TASK PROMPT
Extract the listing in its entirety, keeping each line identical to the original.

__________

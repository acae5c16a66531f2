//! Logging bootstrap.
//!
//! stdout carries IPC responses, so logs always go to stderr. `RUST_LOG` wins
//! over the configured level.

use env_logger::{Builder, Target};
use log::LevelFilter;

pub fn init(level: Option<&str>) {
    let default_level = level
        .and_then(|l| l.trim().parse::<LevelFilter>().ok())
        .unwrap_or(LevelFilter::Info);

    let mut builder = Builder::new();
    builder.filter_level(default_level).target(Target::Stderr);
    if let Ok(filters) = std::env::var("RUST_LOG") {
        builder.parse_filters(&filters);
    }
    // Already initialized (tests) is not an error worth surfacing.
    let _ = builder.try_init();
}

__________

TASK OUTPUT
repository acae5c16a66531f2
//! Logging bootstrap.
//!
//! stdout carries IPC responses, so logs always go to stderr. `RUST_LOG` wins
//! over the configured level.

use env_logger::{Builder, Target};
use log::LevelFilter;

pub fn init(level: Option<&str>) {
    let default_level = level
        .and_then(|l| l.trim().parse::<LevelFilter>().ok())
        .unwrap_or(LevelFilter::Info);

    let mut builder = Builder::new();
    builder.filter_level(default_level).target(Target::Stderr);
    if let Ok(filters) = std::env::var("RUST_LOG") {
        builder.parse_filters(&filters);
    }
    // Already initialized (tests) is not an error worth surfacing.
    let _ = builder.try_init();
}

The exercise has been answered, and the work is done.